In Fact Meaning

(idiomatic, modal) Actually, in truth.

Example:   People think tomatoes are vegetables, but, in fact, they are fruits.‎
1898, Winston Churchill, chapter 3, The Celebrity:
  Now all this was very fine, but not at all in keeping with the Celebrity's character as I had come to conceive it. The idea that adulation ever cloyed on him was ludicrous in itself. In fact I thought the whole story fishy, and came very near to saying so.
1915, Mrs. Belloc Lowndes, The Lodger, chapter I:
  A great bargain also had been the excellent Axminster carpet which covered the floor; as, again, the arm-chair in which Bunting now sat forward, staring into the dull, small fire. In fact, that arm-chair had been an extravagance of Mrs. Bunting. She had wanted her husband to be comfortable after the day's work was done, and she had paid thirty-seven shillings for the chair.

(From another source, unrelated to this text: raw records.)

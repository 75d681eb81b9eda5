//! # Box Layout Engine
//!
//! Computes the rendered rectangle of every node in a [`BoxTree`], in mm.
//!
//! The root receives the page rectangle. Everything below it is derived in
//! one pass that always starts from scratch, so laying out the same tree
//! twice gives identical rectangles:
//!
//! 1. **Measure** (bottom-up): each node's natural size. A declared width
//!    or height wins; containers sum their children along the flow axis and
//!    take the maximum across it, plus the inset on both sides; text measures
//!    its lines; every other leaf is empty.
//! 2. **Arrange** (top-down), per node:
//!    - the *dirty rectangle* is the node shrunk by its inset;
//!    - children are placed contiguously along the flow axis, stretched
//!      across it unless they declare a cross size; a child without a
//!      declared height is re-measured at the width it receives, so text
//!      wrapped deep inside it grows every frame on the way up;
//!    - in vertical flow, spring children (those with a fill ratio) grow to
//!      their share of the free height and push later siblings down;
//!    - children are aligned along the main axis as one block, and across
//!      it one by one;
//!    - then each child is arranged in turn.
//!
//! Springs never shrink a child, and a vertical container with springs
//! skips main-axis alignment: the springs already own the free space.

pub mod spring;

use crate::boxtree::{BoxTree, NodeId, NodeKind};
use crate::error::ReportError;
use crate::font::FontContext;
use crate::geometry::Rect;
use crate::style::LayoutAxis;
use crate::text::TextLayout;
use crate::units::{mm_to_points, points_to_mm};

use self::spring::FlowItem;

#[derive(Debug, Clone, Copy, Default, PartialEq)]
struct Size {
    width: f64,
    height: f64,
}

/// Start of `rect` along `axis`.
fn start(rect: &Rect, axis: LayoutAxis) -> f64 {
    match axis {
        LayoutAxis::Horizontal => rect.left,
        _ => rect.top,
    }
}

/// Extent of `rect` along `axis`.
fn extent(rect: &Rect, axis: LayoutAxis) -> f64 {
    match axis {
        LayoutAxis::Horizontal => rect.width,
        _ => rect.height,
    }
}

fn offset(axis: LayoutAxis, amount: f64) -> (f64, f64) {
    match axis {
        LayoutAxis::Horizontal => (amount, 0.0),
        _ => (0.0, amount),
    }
}

/// Offset that moves `content` to `fraction` of the free space in
/// `container`, or `None` when there is nothing to do.
fn alignment_offset(container: &Rect, content: &Rect, axis: LayoutAxis, fraction: f64) -> Option<f64> {
    let slack = extent(container, axis) - extent(content, axis);
    if fraction > 0.0 && slack > 0.0 {
        Some(slack * fraction - (start(content, axis) - start(container, axis)))
    } else {
        None
    }
}

/// Size across the flow axis: children stretch unless they declare a size
/// and are not expandable.
fn cross_size(tree: &BoxTree<'_>, child: NodeId, declared: Option<f64>, natural: f64, room: f64) -> f64 {
    if declared.is_none() || tree.is_expandable(child) {
        room
    } else {
        natural.min(room).max(0.0)
    }
}

/// Widths of the children of a horizontal row: natural widths, with the
/// last expandable child taking whatever `room` is left.
fn row_widths(tree: &BoxTree<'_>, children: &[NodeId], natural: &[Size], room: f64) -> Vec<f64> {
    let mut widths: Vec<f64> = children.iter().map(|c| natural[c.index()].width).collect();
    let free = room - widths.iter().sum::<f64>();
    if free > 0.0 {
        if let Some(pos) = children.iter().rposition(|&c| tree.is_expandable(c)) {
            widths[pos] += free;
        }
    }
    widths
}

#[derive(Default)]
pub struct LayoutEngine {
    text_layout: TextLayout,
}

impl LayoutEngine {
    pub fn new() -> Self {
        Self {
            text_layout: TextLayout::new(),
        }
    }

    /// Lay out the whole tree inside `page_rect`.
    ///
    /// Fails only when a text node has no text style anywhere up its
    /// ancestor chain.
    pub fn layout(
        &self,
        tree: &mut BoxTree<'_>,
        page_rect: Rect,
        font_context: &FontContext,
    ) -> Result<(), ReportError> {
        if tree.is_empty() {
            return Ok(());
        }

        let mut natural = vec![Size::default(); tree.len()];
        let root = tree.root();
        self.measure(tree, root, font_context, &mut natural)?;

        tree.set_rect(root, page_rect.normalized_size());
        self.arrange(tree, root, font_context, &natural)
    }

    fn measure(
        &self,
        tree: &BoxTree<'_>,
        id: NodeId,
        font_context: &FontContext,
        natural: &mut [Size],
    ) -> Result<Size, ReportError> {
        let mut child_sizes = Vec::with_capacity(tree.children(id).len());
        for &child in tree.children(id) {
            child_sizes.push(self.measure(tree, child, font_context, natural)?);
        }

        let node = tree.node(id);
        let content = match &node.kind {
            NodeKind::Text { text } => self.text_size(tree, id, text, f64::INFINITY, font_context)?,
            _ if child_sizes.is_empty() => Size::default(),
            _ => {
                let widths = child_sizes.iter().map(|s| s.width);
                let heights = child_sizes.iter().map(|s| s.height);
                let (width, height) = match node.layout_axis() {
                    LayoutAxis::Vertical => (widths.fold(0.0, f64::max), heights.sum::<f64>()),
                    LayoutAxis::Horizontal => (widths.sum::<f64>(), heights.fold(0.0, f64::max)),
                    LayoutAxis::None => (widths.fold(0.0, f64::max), heights.fold(0.0, f64::max)),
                };
                Size {
                    width: width + 2.0 * tree.inset_horizontal(id),
                    height: height + 2.0 * tree.inset_vertical(id),
                }
            }
        };

        let size = Size {
            width: node.item.width.unwrap_or(content.width).max(0.0),
            height: node.item.height.unwrap_or(content.height).max(0.0),
        };
        natural[id.index()] = size;
        Ok(size)
    }

    /// Size of a text node's lines wrapped at `max_width` mm.
    fn text_size(
        &self,
        tree: &BoxTree<'_>,
        id: NodeId,
        text: &str,
        max_width: f64,
        font_context: &FontContext,
    ) -> Result<Size, ReportError> {
        let font = &tree.effective_text_style(id)?.font;
        let lines = self
            .text_layout
            .break_into_lines(font_context, text, mm_to_points(max_width), font);

        let count = lines.len() as f64;
        let widest = lines.iter().map(|l| l.width).fold(0.0, f64::max);
        let height = count * font_context.line_height(font) + (count - 1.0).max(0.0) * font_context.leading(font);

        Ok(Size {
            width: points_to_mm(widest),
            height: points_to_mm(height),
        })
    }

    /// Height of `id` when placed at `width`, with every undeclared height
    /// below it following text wrapped at the width it will receive.
    fn fit_height(
        &self,
        tree: &BoxTree<'_>,
        id: NodeId,
        width: f64,
        font_context: &FontContext,
        natural: &[Size],
    ) -> Result<f64, ReportError> {
        let node = tree.node(id);
        if let Some(height) = node.item.height {
            return Ok(height.max(0.0));
        }
        if let NodeKind::Text { text } = &node.kind {
            return Ok(self.text_size(tree, id, text, width, font_context)?.height);
        }

        let children = tree.children(id);
        if children.is_empty() {
            return Ok(natural[id.index()].height);
        }

        let room = (width - 2.0 * tree.inset_horizontal(id)).max(0.0);
        let widths = match node.layout_axis() {
            LayoutAxis::Horizontal => row_widths(tree, children, natural, room),
            _ => children
                .iter()
                .map(|&c| cross_size(tree, c, tree.node(c).item.width, natural[c.index()].width, room))
                .collect(),
        };

        let mut heights = Vec::with_capacity(children.len());
        for (&child, child_width) in children.iter().zip(widths) {
            heights.push(self.fit_height(tree, child, child_width, font_context, natural)?);
        }
        let content = match node.layout_axis() {
            LayoutAxis::Vertical => heights.iter().sum::<f64>(),
            _ => heights.iter().copied().fold(0.0, f64::max),
        };
        Ok(content + 2.0 * tree.inset_vertical(id))
    }

    fn arrange(
        &self,
        tree: &mut BoxTree<'_>,
        id: NodeId,
        font_context: &FontContext,
        natural: &[Size],
    ) -> Result<(), ReportError> {
        let children = tree.children(id).to_vec();
        if children.is_empty() {
            return Ok(());
        }

        let dirty = tree.dirty_rect(id);
        if !dirty.is_valid() {
            log::debug!(
                "{}: inset leaves no room ({}), collapsing children",
                tree.describe(id),
                dirty
            );
            let origin = tree.rect(id).top_left();
            for &child in &children {
                tree.set_rect(child, Rect::new(origin.x, origin.y, 0.0, 0.0));
                self.arrange(tree, child, font_context, natural)?;
            }
            return Ok(());
        }

        log::debug!("{}: dirty rect {}", tree.describe(id), dirty);

        self.place_children(tree, id, &children, dirty, font_context, natural)?;
        if tree.node(id).layout_axis() == LayoutAxis::Vertical {
            self.expand_vertical_springs(tree, id, &children, dirty);
        }
        self.align_children(tree, id, &children, dirty);

        for &child in &children {
            self.arrange(tree, child, font_context, natural)?;
        }
        Ok(())
    }

    /// Contiguous placement from the dirty origin along the flow axis.
    fn place_children(
        &self,
        tree: &mut BoxTree<'_>,
        id: NodeId,
        children: &[NodeId],
        dirty: Rect,
        font_context: &FontContext,
        natural: &[Size],
    ) -> Result<(), ReportError> {
        match tree.node(id).layout_axis() {
            LayoutAxis::Vertical => {
                let mut y = dirty.top;
                for &child in children {
                    let nat = natural[child.index()];
                    let item = tree.node(child).item;
                    let width = cross_size(tree, child, item.width, nat.width, dirty.width);

                    // Undeclared heights follow text wrapped at the placed width
                    let height = match item.height {
                        Some(_) => nat.height,
                        None => self.fit_height(tree, child, width, font_context, natural)?,
                    };

                    tree.set_rect(child, Rect::new(dirty.left, y, width, height));
                    y += height;
                }
            }
            LayoutAxis::Horizontal => {
                let mut x = dirty.left;
                for (&child, width) in children.iter().zip(row_widths(tree, children, natural, dirty.width)) {
                    let nat = natural[child.index()];
                    let item = tree.node(child).item;
                    let height = cross_size(tree, child, item.height, nat.height, dirty.height);
                    if width > nat.width {
                        log::debug!("{}: stretched by {:.3}mm", tree.describe(child), width - nat.width);
                    }
                    tree.set_rect(child, Rect::new(x, dirty.top, width, height));
                    x += width;
                }
            }
            LayoutAxis::None => {
                for &child in children {
                    let nat = natural[child.index()];
                    let item = tree.node(child).item;
                    let width = cross_size(tree, child, item.width, nat.width, dirty.width);
                    let height = cross_size(tree, child, item.height, nat.height, dirty.height);
                    tree.set_rect(child, Rect::new(dirty.left, dirty.top, width, height));
                }
            }
        }
        Ok(())
    }

    /// Grow spring children to their share of the free height. Each child is
    /// moved down by the growth of the springs before it.
    fn expand_vertical_springs(&self, tree: &mut BoxTree<'_>, id: NodeId, children: &[NodeId], dirty: Rect) {
        if !tree.has_spring_children(id) {
            return;
        }

        let items: Vec<FlowItem> = children
            .iter()
            .map(|&c| match tree.node(c).fill_ratio() {
                Some(ratio) => FlowItem::Spring(ratio),
                None => FlowItem::Fixed(tree.rect(c).height),
            })
            .collect();
        let targets = spring::distribute(dirty.height, &items);

        let mut shift = 0.0;
        for (&child, target) in children.iter().zip(targets) {
            if shift != 0.0 {
                tree.shift(child, 0.0, shift);
            }
            let Some(target) = target else {
                continue;
            };
            let mut rect = tree.rect(child);
            if target > rect.height {
                shift += target - rect.height;
                rect.height = target;
                tree.set_rect(child, rect);
                log::debug!("{}: spring grown to {:.3}mm", tree.describe(child), target);
            } else {
                log::debug!(
                    "{}: spring target {:.3}mm below current {:.3}mm, kept",
                    tree.describe(child),
                    target,
                    rect.height
                );
            }
        }
    }

    fn align_children(&self, tree: &mut BoxTree<'_>, id: NodeId, children: &[NodeId], dirty: Rect) {
        let node = tree.node(id);
        let alignment = node.item.alignment;
        if alignment.is_default() {
            return;
        }

        let main = node.layout_axis();
        if main == LayoutAxis::None {
            for &child in children {
                for axis in [LayoutAxis::Horizontal, LayoutAxis::Vertical] {
                    self.align_one(tree, child, dirty, axis, alignment.fraction(axis));
                }
            }
            return;
        }

        if main == LayoutAxis::Vertical && tree.has_spring_children(id) {
            log::debug!("{}: springs present, main-axis alignment skipped", tree.describe(id));
        } else {
            let block = children
                .iter()
                .map(|&c| tree.rect(c))
                .reduce(|a, b| a.union(&b));
            if let Some(amount) = block.and_then(|b| alignment_offset(&dirty, &b, main, alignment.fraction(main))) {
                let (dx, dy) = offset(main, amount);
                for &child in children {
                    tree.shift(child, dx, dy);
                }
                log::debug!("{}: block aligned by {:.3}mm", tree.describe(id), amount);
            }
        }

        let cross = main.orthogonal();
        for &child in children {
            self.align_one(tree, child, dirty, cross, alignment.fraction(cross));
        }
    }

    fn align_one(&self, tree: &mut BoxTree<'_>, child: NodeId, dirty: Rect, axis: LayoutAxis, fraction: f64) {
        if let Some(amount) = alignment_offset(&dirty, &tree.rect(child), axis, fraction) {
            let (dx, dy) = offset(axis, amount);
            tree.shift(child, dx, dy);
        }
    }
}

2015 August 8, Bob Holmes, Ocean hills yield secret ecosystems, New Scientist, Issue 3033, page 14,
  We tend to think of the seafloor a few kilometres down as a flat plain. In fact, about two-thirds of this “abyssal” seabed is made up of gentle rolling hills a few hundred metres high, says Jennifer Durden at the University of Southampton, UK.